Why do different front offices have different structures?

Razvan Ilie

C++ Student
From what I have seen so far on the sell side, banks tend to have very different structures in their front offices.

The common assumption from what I've read on the forums here is that there are three types of quants in the front office:
  • Research quants: research pricing models and/or trading strategies
  • Implementation quants: take the research and turn it into code or programs that the traders can use
  • Trading quants: trade the strategies that are implemented
However, I have noticed that this is often not the case, at least not on the sell side. I have heard of separate cases where:
  • all quants that work at a same desk work together as a team on everything from research to trading
  • each desk has one team that does both research and implementation but the traders are people with business/finance backgrounds who use the models
  • each desk has their own research team, then one central "support to the traders" team for all desks that does implementation for the traders who may or may not be quant traders
Can anyone explain why banks structure their front offices differently and also some od the advantages/disadvantages of each?

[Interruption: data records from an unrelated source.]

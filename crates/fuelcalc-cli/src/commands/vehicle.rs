//! Vehicle command handlers.

use anyhow::{Context, Result};
use clap::{Args, Subcommand};

use fuelcalc_cli::output::{print_json, render_vehicle, render_vehicles};
use fuelcalc_lib::{StoredVehicle, VehicleProfile};

use super::Session;

#[derive(Subcommand, Debug)]
pub enum VehicleCommand {
    /// Register a new vehicle.
    Add(VehicleAddArgs),
    /// Change attributes of a registered vehicle; omitted flags keep their value.
    Update(VehicleUpdateArgs),
    /// Remove a registered vehicle.
    Delete {
        /// Vehicle id.
        id: String,
    },
    /// List registered vehicles.
    List,
    /// Show one vehicle.
    Show {
        /// Vehicle id.
        id: String,
    },
}

#[derive(Args, Debug)]
pub struct VehicleAddArgs {
    /// Vehicle id.
    pub id: String,
    /// Model name.
    #[arg(long)]
    pub model: String,
    /// Mass in kilograms.
    #[arg(long)]
    pub mass: f64,
    /// Drag coefficient.
    #[arg(long)]
    pub drag: f64,
    /// Frontal area in square meters.
    #[arg(long)]
    pub area: f64,
    /// Rated engine power in kilowatts.
    #[arg(long)]
    pub power: f64,
    /// Tire pressure in bar.
    #[arg(long, default_value_t = 2.4)]
    pub tire_pressure: f64,
    /// Vehicle has air conditioning.
    #[arg(long)]
    pub ac: bool,
    /// Nominal efficiency in km/L.
    #[arg(long, default_value_t = 0.0)]
    pub efficiency: f64,
}

#[derive(Args, Debug)]
pub struct VehicleUpdateArgs {
    /// Vehicle id.
    pub id: String,
    #[arg(long)]
    pub model: Option<String>,
    #[arg(long)]
    pub mass: Option<f64>,
    #[arg(long)]
    pub drag: Option<f64>,
    #[arg(long)]
    pub area: Option<f64>,
    #[arg(long)]
    pub power: Option<f64>,
    #[arg(long)]
    pub tire_pressure: Option<f64>,
    /// Set air conditioning on or off.
    #[arg(long)]
    pub ac: Option<bool>,
    #[arg(long)]
    pub efficiency: Option<f64>,
}

/// Handle the vehicle subcommands.
pub fn handle_vehicle(session: &Session, command: VehicleCommand) -> Result<()> {
    match command {
        VehicleCommand::Add(args) => {
            let vehicle = StoredVehicle {
                id: args.id,
                model_name: args.model,
                profile: VehicleProfile::new(args.mass, args.drag, args.area, args.power)
                    .with_tire_pressure(args.tire_pressure)
                    .with_ac(args.ac)
                    .with_baseline_efficiency(args.efficiency),
            };
            session
                .store
                .add_vehicle(&vehicle)
                .with_context(|| format!("failed to add vehicle {}", vehicle.id))?;
            println!("Vehicle [{}] added successfully.", vehicle.id);
            Ok(())
        }
        VehicleCommand::Update(args) => {
            let mut vehicle = session.store.load_vehicle(&args.id)?;
            apply_update(&mut vehicle, args);
            session
                .store
                .update_vehicle(&vehicle)
                .with_context(|| format!("failed to update vehicle {}", vehicle.id))?;
            println!("Vehicle [{}] updated successfully.", vehicle.id);
            Ok(())
        }
        VehicleCommand::Delete { id } => {
            session.store.delete_vehicle(&id)?;
            println!("Vehicle [{}] deleted.", id);
            Ok(())
        }
        VehicleCommand::List => {
            let vehicles = session.store.list_vehicles()?;
            if session.json() {
                return print_json(&vehicles);
            }
            render_vehicles(&vehicles);
            Ok(())
        }
        VehicleCommand::Show { id } => {
            let vehicle = session.store.load_vehicle(&id)?;
            if session.json() {
                return print_json(&vehicle);
            }
            render_vehicle(&vehicle);
            Ok(())
        }
    }
}

fn apply_update(vehicle: &mut StoredVehicle, args: VehicleUpdateArgs) {
    let profile = &mut vehicle.profile;
    if let Some(model) = args.model {
        vehicle.model_name = model;
    }
    if let Some(mass) = args.mass {
        profile.mass_kg = mass;
    }
    if let Some(drag) = args.drag {
        profile.drag_coef = drag;
    }
    if let Some(area) = args.area {
        profile.frontal_area_m2 = area;
    }
    if let Some(power) = args.power {
        profile.rated_power_kw = power;
    }
    if let Some(bar) = args.tire_pressure {
        profile.tire_pressure_bar = bar;
    }
    if let Some(ac) = args.ac {
        profile.has_ac = ac;
    }
    if let Some(km_per_l) = args.efficiency {
        profile.baseline_efficiency_km_per_l = km_per_l;
    }
}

From a career perspective, does one structure force you to learn some skills that may not transfer well to other structures, or fail to teach you some skills that would?

Is this different between buy side/sell side?

Ken Abbott

Managing Director
Your question is fair but hard to answer. Why do some families have two kids, some have more and some have none? Why do some towns elect Democrats and some elect Republicans? Why do some people like sedans and others roadsters?

Academia has departments with department chairs. They have adjuncts, assistant professors, associate professors, and full professors. Courses are half semester or full semester.

The business world has so such rigidity in terms of order. Org structure is a function of (among other things) business conditions, corporate culture, and personalities. Every company is different.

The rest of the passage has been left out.